Act III. Scene 6
Christian, Cyrano, two pages.
CHRISTIAN: Come to my aid!
CYRANO: Not I!
CHRISTIAN: But I shall die, Unless at once I win back her fair favor.
CYRANO: And how can I, at once, i' th' devil's name, Lesson you in . . .
CHRISTIAN (seizing his arm): Oh, she is there!
(The window of the balcony is now lighted up.)
CYRANO (moved): Her window!
CHRISTIAN: Oh! I shall die!
CYRANO: Speak lower!
CHRISTIAN (in a whisper): I shall die!
CYRANO: The night is dark . . .
CYRANO: All can be repaired. Although you merit not. Stand there, poor wretch! Fronting the balcony!
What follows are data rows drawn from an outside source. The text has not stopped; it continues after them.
//! Upstream purge client.
//!
//! Issues one `GET {base}{prefix}{suffix}` per dispatch with the site in the
//! `Host` header, and folds every failure into a [`PurgeOutcome`].

use std::error::Error as StdError;
use std::time::Instant;

use async_trait::async_trait;
use metrics::{counter, histogram};
use reqwest::{Client, header::HOST};
use thiserror::Error;
use tracing::{info, warn};
use url::Url;

use crate::domain::purge::{PurgeOutcome, PurgeTarget};

use super::config::PurgeConfig;

pub(crate) const METRIC_DISPATCH_TOTAL: &str = "purger_dispatch_total";
pub(crate) const METRIC_DISPATCH_MS: &str = "purger_dispatch_ms";

/// Sends a purge for a resolved target. Implementations never fail; every
/// error becomes an unsuccessful outcome.
#[async_trait]
pub trait PurgeDispatch: Send + Sync {
    async fn dispatch(&self, target: &PurgeTarget, host: &str) -> PurgeOutcome;
}

#[derive(Debug, Error)]
pub enum PurgeClientError {
    #[error("failed to build http client: {0}")]
    Build(#[from] reqwest::Error),
}

pub struct PurgeClient {
    http: Client,
    config: PurgeConfig,
}

impl PurgeClient {
    pub fn new(config: PurgeConfig) -> Result<Self, PurgeClientError> {
        if !config.verify_tls {
            warn!(
                target = "purger::client",
                "TLS certificate verification is disabled for purge requests"
            );
        }

        let http = Client::builder()
            .user_agent(Self::user_agent())
            .timeout(config.timeout)
            .danger_accept_invalid_certs(!config.verify_tls)
            .build()?;

        Ok(Self { http, config })
    }

    pub fn user_agent() -> &'static str {
        concat!("purger/", env!("CARGO_PKG_VERSION"))
    }

    pub fn config(&self) -> &PurgeConfig {
        &self.config
    }

    /// Build the upstream URL for `target` on `host`.
    pub fn purge_url(&self, target: &PurgeTarget, host: &str) -> Result<Url, String> {
        let mut url = match &self.config.endpoint {
            Some(endpoint) => endpoint.clone(),
            None => {
                let candidate = format!("{}://{host}", self.config.scheme);
                Url::parse(&candidate)
                    .map_err(|err| format!("invalid purge url `{candidate}`: {err}"))?
            }
        };

        let base_path = url.path().trim_end_matches('/').to_string();
        url.set_path(&format!(
            "{base_path}{}{}",
            self.config.prefix,
            target.purge_suffix()
        ));
        url.set_query(None);
        url.set_fragment(None);
        Ok(url)
    }

    async fn send(&self, target: &PurgeTarget, host: &str) -> PurgeOutcome {
        if host.is_empty() {
            return PurgeOutcome::missing_host();
        }

        let url = match self.purge_url(target, host) {
            Ok(url) => url,
            Err(message) => return PurgeOutcome::transport_failure(message),
        };

        if self.config.debug {
            info!(
                target = "purger::client",
                url = %url,
                host = %host,
                "Attempting purge"
            );
        }

        let response = match self.http.get(url).header(HOST, host).send().await {
            Ok(response) => response,
            Err(err) => return PurgeOutcome::transport_failure(error_chain(&err)),
        };

        let status = response.status();
        if status.is_success() {
            return PurgeOutcome::succeeded(status.as_u16());
        }

        let body = read_body_prefix(response, self.config.body_limit_bytes).await;
        PurgeOutcome::http_error(
            status.as_u16(),
            &truncate_body(body.trim(), self.config.body_limit_bytes),
        )
    }

    fn log_attempt(
        &self,
        target: &PurgeTarget,
        host: &str,
        outcome: &PurgeOutcome,
        elapsed_ms: f64,
    ) {
        if !self.config.debug {
            return;
        }

        let path = target.path().unwrap_or("*");
        if outcome.success {
            info!(
                target = "purger::client",
                host = %host,
                path = %path,
                status = outcome.http_status,
                elapsed_ms,
                "Purge succeeded"
            );
        } else {
            warn!(
                target = "purger::client",
                host = %host,
                path = %path,
                status = outcome.http_status,
                elapsed_ms,
                detail = %outcome.message,
                "Purge failed"
            );
        }
    }
}

#[async_trait]
impl PurgeDispatch for PurgeClient {
    async fn dispatch(&self, target: &PurgeTarget, host: &str) -> PurgeOutcome {
        let started_at = Instant::now();
        let host = host.trim();
        let outcome = self.send(target, host).await;
        let elapsed_ms = started_at.elapsed().as_secs_f64() * 1000.0;

        histogram!(METRIC_DISPATCH_MS).record(elapsed_ms);
        counter!(METRIC_DISPATCH_TOTAL, "outcome" => outcome.label()).increment(1);
        self.log_attempt(target, host, &outcome, elapsed_ms);

        outcome
    }
}

fn error_chain(error: &dyn StdError) -> String {
    let mut message = error.to_string();
    let mut current = error.source();
    while let Some(inner) = current {
        let detail = inner.to_string();
        if !message.contains(&detail) {
            message.push_str(": ");
            message.push_str(&detail);
        }
        current = inner.source();
    }
    message
}

/// Read at most a few bytes past `limit` of an error body. The slack keeps a
/// multi-byte char at the cut point intact for [`truncate_body`], which also
/// sees that the body ran long. Read errors end the body early.
async fn read_body_prefix(mut response: reqwest::Response, limit: usize) -> String {
    let cap = limit.saturating_add(4);
    let mut buffer = Vec::new();
    while buffer.len() < cap {
        match response.chunk().await {
            Ok(Some(chunk)) => {
                let take = chunk.len().min(cap - buffer.len());
                buffer.extend_from_slice(&chunk[..take]);
            }
            Ok(None) | Err(_) => break,
        }
    }
    String::from_utf8_lossy(&buffer).into_owned()
}

/// Cut `body` to at most `limit` bytes on a char boundary.
pub(crate) fn truncate_body(body: &str, limit: usize) -> String {
    if body.len() <= limit {
        return body.to_string();
    }

    let mut end = limit;
    while !body.is_char_boundary(end) {
        end -= 1;
    }
    format!("{}…", &body[..end])
}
I'll go beneath And prompt your words to you . . .
CHRISTIAN: But . . .
CYRANO: Hold your tongue!
THE PAGES (reappearing at back — to Cyrano): Ho!
(He signs to them to speak softly.)
FIRST PAGE (in a low voice): We've played the serenade you bade To Montfleury!
CYRANO (quickly, in a low voice): Go! lurk in ambush there, One at this street corner, and one at that; And if a passer-by should here intrude, Play you a tune!
SECOND PAGE: What tune, Sir Gassendist?
CYRANO: Gay, if a woman comes, — for a man, sad! (The pages disappear, one at each street corner. To Christian): Call her!
CYRANO (picking up stones and throwing them at the window): Some pebbles! wait awhile!
ROXANE (half-opening the casement): Who calls me?
ROXANE: Who's that?
ROXANE (disdainfully): Oh! you?
CHRISTIAN: I would speak with you.
CYRANO (under the balcony — to Christian): Good. Speak soft and low.
ROXANE: No, you speak stupidly!
CHRISTIAN: Oh, pity me!
ROXANE: No! you love me no more!
CHRISTIAN (prompted by Cyrano): You say — Great Heaven! I love no more? — when — I — love more and more!
ROXANE (who was about to shut the casement, pausing): Hold! 'tis a trifle better! ay, a trifle!
CHRISTIAN (same play): Love grew apace, rocked by the anxious beating . . . Of this poor heart, which the cruel wanton boy . . . Took for a cradle!
ROXANE (coming out on to the balcony): That is better! But An if you deem that Cupid be so cruel You should have stifled baby-love in's cradle!
CHRISTIAN (same play): Ah, Madame, I assayed, but all in vain This . . . new-born babe is a young . . . Hercules!
ROXANE: Still better!
CHRISTIAN (same play): Thus he strangled in my heart The . . . serpents twain, of . . . Pride . . . and Doubt!
ROXANE (leaning over the balcony): Well said! — But why so faltering? Has mental palsy Seized on your faculty imaginative?
CYRANO (drawing Christian under the balcony, and slipping into his place): Give place! This waxes critical! . . .
ROXANE: To-day . . . Your words are hesitating.
CYRANO (imitating Christian — in a whisper): Night has come . . . In the dusk they grope their way to find your ear.
ROXANE: But my words find no such impediment.